Fahrenheit 451: Analysis of Setting
First published: 1953 (expanded version of “The Fireman,” Galaxy Science Fiction, 1951)
Type of work: Novel
Type of plot: Science fiction
Time of work: The future
Places Discussed
City
City. Unnamed urban center in which the protagonist, Guy Montag, lives and works. In this future world, culture is reduced to the lowest common denominator. Montag’s wife, for example, is completely dependent on her wall-sized television screens. Books are banned because they contain contradictory ideas and can confront the comfortable prejudices and ignorance that abounds. Montag himself works as a “fireman”; his job is to burn books as they are discovered hidden in people’s homes. In this world of state-sponsored book-burning, books are not simply carriers of potentially subversive messages—their very physical existence evokes a rich cultural tradition antithetical to the leveling tendencies of the mass media. When Montag discovers the joy of reading, he begins hiding books in his own house. Eventually, his wife reports him to the police, and he is sent to burn out his own house. He flees the city for his life.

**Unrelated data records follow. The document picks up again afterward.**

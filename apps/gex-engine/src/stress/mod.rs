//! Dealer (market maker) stress analysis.
//!
//! Heuristic scorers over a gamma exposure profile:
//!
//! - **Dealer pain**: how costly hedging currently is, 0 to 100
//! - **Toxicity**: signed "smart money" heuristic, -100 to 100
//! - **MM status**: flat threshold classifier, recomputed on every call
//! - **Patterns**: named setups with urgency, used to rank scan results
//!
//! None of these scores are statistically validated. They reproduce fixed
//! formulas and are tested as such.

mod analyzer;
mod metrics;
mod patterns;
mod toxicity;

pub use analyzer::StressAnalyzer;
pub use metrics::{MmStatus, StressMetrics};
pub use patterns::{MmPattern, PatternDetector, PatternKind, PatternScan, Urgency};
pub use toxicity::toxicity_score;
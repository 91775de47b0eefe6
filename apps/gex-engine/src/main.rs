//! GEX Engine Binary
//!
//! Scans the configured symbol universe against a directory of captured
//! chain snapshots and logs the ranked results.
//!
//! # Usage
//!
//! ```bash
//! cargo run --bin gex-engine
//! ```
//!
//! # Environment Variables
//!
//! - `GEX_CONFIG`: Config file path (default: config.yaml; built-in defaults if absent)
//! - `GEX_SNAPSHOT_DIR`: Overrides `scanner.snapshot_dir`
//! - `OTEL_ENABLED`: Set to `false` for console-only logging
//! - `RUST_LOG`: Log level (default: info)

use std::path::Path;
use std::sync::Arc;

use anyhow::Context;
use gex_engine::config::{Config, load_config};
use gex_engine::observability::{MetricsConfig, init_metrics};
use gex_engine::scanner::{ConcurrentScanner, Progress, ScanStatistics};
use gex_engine::telemetry::init_telemetry;
use gex_engine::{SnapshotDirectory, SystemClock};

const DEFAULT_CONFIG_PATH: &str = "config.yaml";

#[tokio::main]
async fn main() -> anyhow::Result<()> {
    load_dotenv();
    let _telemetry = init_telemetry();

    tracing::info!("Starting GEX engine");

    let config = load_app_config()?;

    if config.observability.metrics_enabled {
        let metrics_config = MetricsConfig::from_config(&config.observability)?;
        init_metrics(&metrics_config)?;
    }

    let snapshot_dir = std::env::var("GEX_SNAPSHOT_DIR")
        .unwrap_or_else(|_| config.scanner.snapshot_dir.clone());
    let provider = Arc::new(SnapshotDirectory::new(
        &snapshot_dir,
        config.scanner.max_days_to_expiry,
    ));

    tracing::info!(
        snapshot_dir = %snapshot_dir,
        symbols = config.scanner.symbols.len(),
        workers = config.scanner.max_workers,
        min_confidence = config.scanner.min_confidence,
        "Scanner configured"
    );

    let scanner = ConcurrentScanner::from_config(&config, provider, Arc::new(SystemClock));
    let report = |progress: &Progress| {
        tracing::info!(
            completed = progress.completed(),
            total = progress.total,
            failed = progress.failed(),
            "Scan progress {:.0}%",
            progress.percentage()
        );
    };

    let results = scanner
        .scan(
            &config.scanner.symbols,
            config.scanner.min_confidence,
            Some(&report),
        )
        .await;

    for (rank, result) in results.iter().enumerate() {
        match (&result.failure, result.best_signal()) {
            (Some(failure), _) => {
                tracing::warn!(
                    rank = rank + 1,
                    symbol = %result.symbol,
                    reason = %failure,
                    "No analysis"
                );
            }
            (None, Some(signal)) => {
                tracing::info!(
                    rank = rank + 1,
                    symbol = %result.symbol,
                    score = result.opportunity_score,
                    dealer_pain = result.dealer_pain(),
                    mm_vulnerability = result.mm_vulnerability,
                    signal = %signal.signal_type,
                    direction = %signal.direction,
                    confidence = signal.confidence,
                    "{}",
                    signal.reasoning
                );
            }
            (None, None) => {}
        }
    }

    let stats = ScanStatistics::from_results(&results);
    tracing::info!(
        total = stats.total_scanned,
        failed = stats.failed,
        opportunities = stats.opportunities,
        trapped = stats.trapped_mms,
        scrambling = stats.scrambling_mms,
        avg_vulnerability = stats.avg_vulnerability,
        critical_alerts = stats.critical_alerts,
        high_confidence = stats.high_confidence,
        "Scan statistics"
    );

    Ok(())
}

/// Load the config file, falling back to defaults when the default path is absent.
fn load_app_config() -> anyhow::Result<Config> {
    match std::env::var("GEX_CONFIG") {
        Ok(path) => load_config(Some(&path)).with_context(|| format!("loading {path}")),
        Err(_) if Path::new(DEFAULT_CONFIG_PATH).exists() => {
            load_config(Some(DEFAULT_CONFIG_PATH)).context("loading config.yaml")
        }
        Err(_) => {
            tracing::warn!("No config.yaml found, using built-in defaults");
            Ok(Config::default())
        }
    }
}

/// Load .env file from current or ancestor directories.
fn load_dotenv() {
    if dotenvy::dotenv().is_ok() {
        return;
    }

    if let Ok(cwd) = std::env::current_dir() {
        let mut dir = cwd.as_path();
        while let Some(parent) = dir.parent() {
            let env_path = parent.join(".env");
            if env_path.exists() {
                let _ = dotenvy::from_path(&env_path);
                return;
            }
            dir = parent;
        }
    }
}
impl WallConfidence {
    /// Confidence for a wall of `gex_magnitude` against `full_strength`.
    #[must_use]
    pub fn score(&self, gex_magnitude: f64, full_strength: f64) -> f64 {
        let strength = (gex_magnitude.abs() / full_strength).min(2.0);
        (self.base + self.wall_weight * strength).min(self.ceiling)
    }
}

/// Squeeze family configuration.
#[derive(Debug, Clone, Serialize, Deserialize)]
pub struct SqueezeConfig {
    /// Net GEX below which dealers are considered squeezable (long calls).
    #[serde(default = "default_squeeze_negative_gex")]
    pub negative_gex: SymbolThreshold,
    /// Net GEX above which a long-puts reversal is considered.
    #[serde(default = "default_squeeze_positive_gex")]
    pub positive_gex: SymbolThreshold,
    /// Dealer pain that triggers long calls regardless of net GEX.
    #[serde(default = "default_squeeze_pain_trigger")]
    pub pain_trigger: f64,
    /// Flip distance (percent) inside which long-calls confidence gains.
    #[serde(default = "default_squeeze_flip_distance")]
    pub flip_distance: f64,
    /// Flip distance (percent) required for long puts.
    #[serde(default = "default_squeeze_put_flip_distance")]
    pub put_flip_distance: f64,
    /// Long-calls confidence.
    #[serde(default = "default_long_calls_confidence")]
    pub long_calls_confidence: ConfidenceBlend,
    /// Long-puts confidence.
    #[serde(default = "default_long_puts_confidence")]
    pub long_puts_confidence: ConfidenceBlend,
    /// Quoted expiry window.
    #[serde(default = "default_squeeze_dte")]
    pub dte_range: DteRange,
    /// Historical win-rate estimate for long calls (percent).
    #[serde(default = "default_long_calls_win_rate")]
    pub long_calls_win_rate: f64,
    /// Historical win-rate estimate for long puts (percent).
    #[serde(default = "default_long_puts_win_rate")]
    pub long_puts_win_rate: f64,
}

impl Default for SqueezeConfig {
    fn default() -> Self {
        Self {
            negative_gex: default_squeeze_negative_gex(),
            positive_gex: default_squeeze_positive_gex(),
            pain_trigger: default_squeeze_pain_trigger(),
            flip_distance: default_squeeze_flip_distance(),
            put_flip_distance: default_squeeze_put_flip_distance(),
            long_calls_confidence: default_long_calls_confidence(),
            long_puts_confidence: default_long_puts_confidence(),
            dte_range: default_squeeze_dte(),
            long_calls_win_rate: default_long_calls_win_rate(),
            long_puts_win_rate: default_long_puts_win_rate(),
        }
    }
}

fn default_squeeze_negative_gex() -> SymbolThreshold {
    SymbolThreshold {
        default: -100e6,
        overrides: BTreeMap::from([("SPY".to_string(), -1e9), ("QQQ".to_string(), -500e6)]),
    }
}
fn default_squeeze_positive_gex() -> SymbolThreshold {
    SymbolThreshold {
        default: 500e6,
        overrides: BTreeMap::from([("SPY".to_string(), 2e9), ("QQQ".to_string(), 1e9)]),
    }
}
const fn default_squeeze_pain_trigger() -> f64 {
    70.0
}
const fn default_squeeze_flip_distance() -> f64 {
    1.5
}
const fn default_squeeze_put_flip_distance() -> f64 {
    0.5
}
const fn default_long_calls_confidence() -> ConfidenceBlend {
    ConfidenceBlend {
        base: 65.0,
        pain_weight: 0.3,
        distance_weight: 10.0,
        ceiling: 95.0,
    }
}
const fn default_long_puts_confidence() -> ConfidenceBlend {
    ConfidenceBlend {
        base: 55.0,
        pain_weight: 0.2,
        distance_weight: 20.0,
        ceiling: 75.0,
    }
}
const fn default_squeeze_dte() -> DteRange {
    DteRange { min: 0, max: 7 }
}
const fn default_long_calls_win_rate() -> f64 {
    65.0
}
const fn default_long_puts_win_rate() -> f64 {
    58.0
}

Meanwhile, a constant threat of war overhangs the city, and most of its people view with suspicion anyone who lives outside carefully proscribed social boundaries. The book ends with the destruction of the cities by atomic bombs and the hope that civilization, like the mythical Phoenix, will rise again from its ashes. At the end of the story, the classical allusion to the phoenix is explained by Granger, the leader of the book people. The symbol is appropriate to their mission, he says, because like humankind, “every few hundred years he built a pyre and burnt himself up . . . But every time he burnt himself up he sprang out of the ashes, he got himself born all over again.”
Countryside
Countryside. The world outside the city contrasts sharply with the urban environment. Ray Bradbury is a romantic writer who often yearns for the simpler, rural life he knew as a child. When Montag is forced to run for his life from the city, the source of all the evils he has come to hate and fear, he escapes to the countryside. His journey ends when he comes upon an old railroad track, a symbol of the long-lost American past. There, he joins a new social group, made up of people who share his beliefs. Its outcast members, who have rejected society’s standards, keep literature alive by memorizing books.
River
River. Wide stream down which Montag floats until he reaches the community of book people. This river operates as a dividing line between past life and new, signifying a kind of baptism: After he began “floating in the river he knew why he must never burn again in his life.”
Bibliography
Greenberg, Martin Henry, and Joseph D. Olander, eds. Ray Bradbury. New York: Taplinger, 1980 . This collection contains several essays discussing aspects of Fahrenheit 451. Extensive bibliography.
Johnson, Wayne L. Ray Bradbury. New York: Frederick Ungar, 1980. Deals with central themes related to science fiction and fantasy in Bradbury’s works.
Mogen, David. Ray Bradbury. Boston: Twayne, 1986. Provides biographical background as well as analyses of major works. Sees Fahrenheit 451 as satire of the McCarthyism of the 1950’s, as well as a general attack on totalitarianism.
Spencer, Susan. “The Post-Apocalyptic Library: Oral and Literate Culture in Fahrenheit 451 and A Canticle for Leibowitz.” Extrapolation 32, no. 4 (Winter, 1991): 331-342. Contrasts Bradbury’s more positive view of cultural development with the pessimistic historical determinism of Walter Miller’s post-doomsday novel.
Touponce, William F. Ray Bradbury and the Poetics of Reverie: Fantasy, Science Fiction, and the Reader. Ann Arbor: University of Michigan Press, 1984. Applies reader-response theories to Bradbury’s works. Focuses on Fahrenheit 451 as a critique of technological rationalism and the contemporary culture industry.